Metode e-voting diperbolehkan asal memenuhi sejumlah syarat secara kumulatif, antara lain tidak melanggar asas langsung umum bebas rahasia (luber), jujur, dan adil dan juga daerah yang menetapkan metode ini sudah siap, baik dari sisi teknologi, pembiayaan, sumberdaya manusia, perangkat lunaknya, dan kesiapan masyarakat.
Siap-tidaknya sebuah daerah tentu menjadi pertimbangan yang tidak bisa dinafikan. Tidak terbantahkan bahwa kompleksitas pemilu di Indonesia begitu tinggi; bukan hanya karena beberapa level pemilihan yang dilakukan berbarengan, tetapi juga kondisi geografis Indonesia yang begitu beragam dan menantang.
Tidak bisa disangkal bahwa e-voting dianggap lebih mutakhir, lebih cepat, dan bisa lebih efisien. Namun tidak bisa pula ditampik bahwa pentingnya kerahasiaan dan keamanan juga harus menjadi bahan pertimbangan penting.
Percepatan perolehan hasil bisa tidak akan berarti andaikan aspek kerahasiaan dan keamanan tidak terpenuhi, terutama menghadapi gelombang kesalingtidakpercayaan terhadap proses dan hasil pemilu yang muncul dari berbagai stakeholder.
Belum lagi keharusan untuk memutakhirkan perangkat yang digunakan yang menjadikan ketersediaan anggaran potensial menjadi isu tersendiri dari pemilu ke pemilu.

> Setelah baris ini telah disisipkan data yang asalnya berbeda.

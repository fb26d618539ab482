//! # fintake
//!
//! Composable validation pipelines for authenticated personal-finance data
//! collection.
//!
//! ## Overview
//!
//! Every request is handled by one chain of small fallible stages. Each
//! stage returns an [`Outcome`](control::Outcome); the first failure
//! short-circuits the rest of the chain and carries its message to the
//! caller, and a panic inside any stage is captured as a failure instead of
//! unwinding. The crate contains:
//!
//! - **Control**: `Outcome`, `Maybe` and fault capture
//! - **Domain**: identities, financial profiles, personal records
//! - **Validation**: payload parsing and the credential, financial and
//!   personal-record validators
//! - **Auth**: the token verifier and the hashing/signing collaborator traits
//! - **Repository**: storage collaborator traits
//! - **Pipeline**: the per-endpoint chains, driven by a `PipelineContext`
//!
//! Transport, concrete storage and concrete cryptography live in the
//! `fintake-api` crate.
//!
//! ## Example
//!
//! ```rust
//! use fintake::validation::{
//!     FinancialError, RawRequest, parse_json, require_object, validate_financial,
//! };
//!
//! let request = RawRequest::json(r#"{"fuente_principal":"empleo","ingreso_mensual":3000000}"#);
//! let snapshot = parse_json(&request)
//!     .bind(require_object)
//!     .map_err(FinancialError::from)
//!     .bind(validate_financial)
//!     .unwrap();
//!
//! assert_eq!(snapshot.fuente_principal.as_str(), "empleo");
//! assert_eq!(snapshot.total_gastos, 0.0);
//! ```

#![forbid(unsafe_code)]
#![warn(missing_docs)]
#![warn(clippy::all)]
#![warn(clippy::pedantic)]
#![warn(clippy::nursery)]
// Note: Disabling redundant_closure_for_method_calls due to clippy 0.1.92 panic bug
#![allow(clippy::redundant_closure_for_method_calls)]

pub mod auth;
pub mod control;
pub mod domain;
pub mod pipeline;
pub mod repository;
pub mod validation;

/// Prelude module for convenient imports.
///
/// # Usage
///
/// ```rust
/// use fintake::prelude::*;
///
/// let found: Maybe<i32> = Maybe::some(1);
/// assert_eq!(found.ok_or("missing".to_string()), Outcome::Ok(1));
/// ```
pub mod prelude {
    pub use crate::control::{Fault, Maybe, Outcome};
    pub use crate::pipeline::{FailureKind, PipelineContext, PipelineError};
    pub use crate::validation::RawRequest;
}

Kajian International IDEA (2011) menyebutkan sejumlah kelemahan mendasar jika e-voting diterapkan, semisalnya kurangnya transparansi, keterbatasan keterbukaan dan pe mahaman sistem bagi yang bukan ahlinya, dan juga potensi terlanggarnya kerahasiaan pemilihan, khususnya dalam sistem yang melakukan autentikasi pemilih maupun suara yang diberikan.
Risiko manipulasi oleh orang dalam dengan akses istimewa ke sistem atau oleh peretas dari luar; rasanya juga masih menjadi pertanyaan laten penerapan e-voting dalam pemilu, di Indonesia pada khususnya. Kerumitan sistem pemilu di Indonesia, khususnya untuk pemilu DPR/DPRD, juga harus menjadi pertimbangan tersendiri.
Karenanya, solusi yang lebih memungkinkan untuk dijalankan saat ini adalah penggunaan e-recap (rekapitulasi elektronik). Rekapitulasi elektronik ini diyakini akan sangat membantu kinerja para petugas penyelenggara pemilu sekaligus mempercepat proses penghitungan suara dibandingkan secara manual seperti yang dilakukan saat ini.
Prosedur yang dilakukan oleh KPU dengan Sistem Perhitungan Suara (Situng) sebenarnya merupakan embrio yang baik untuk mempercepat rekapitulasi. Rekapitulasi secara elektronik, sekalipun bukan merupakan acuan hasil resmi pemilu, sebenarnya sudah dilakukan oleh KPU pada Pemilu 2004, 2009, maupun 2014.
Benar bahwa ada pihak yang menyangsikan kesahihan Situng pada Pemilu 2019 lalu. Namun protes sedemikian justru menunjukkan sisi baik rekapitulasi secara elektronik, yaitu kemamputelusuran (traceability) hasil pemilu. Bisakah dibayangkan bagaimana menelusur jejak pemungutan suara di TPS jika metode e-voting yang dterapkan?
Dengan persiapan yang lebih baik, termasuk penyiapan perangkat hukum yang lebih kuat memayunginya, niscaya teknologi ini bisa diandalkan untuk mempersingkat waktu penghitungan hasil dengan tetap memastikan transparansi untuk pemilu yang jujur dan adil.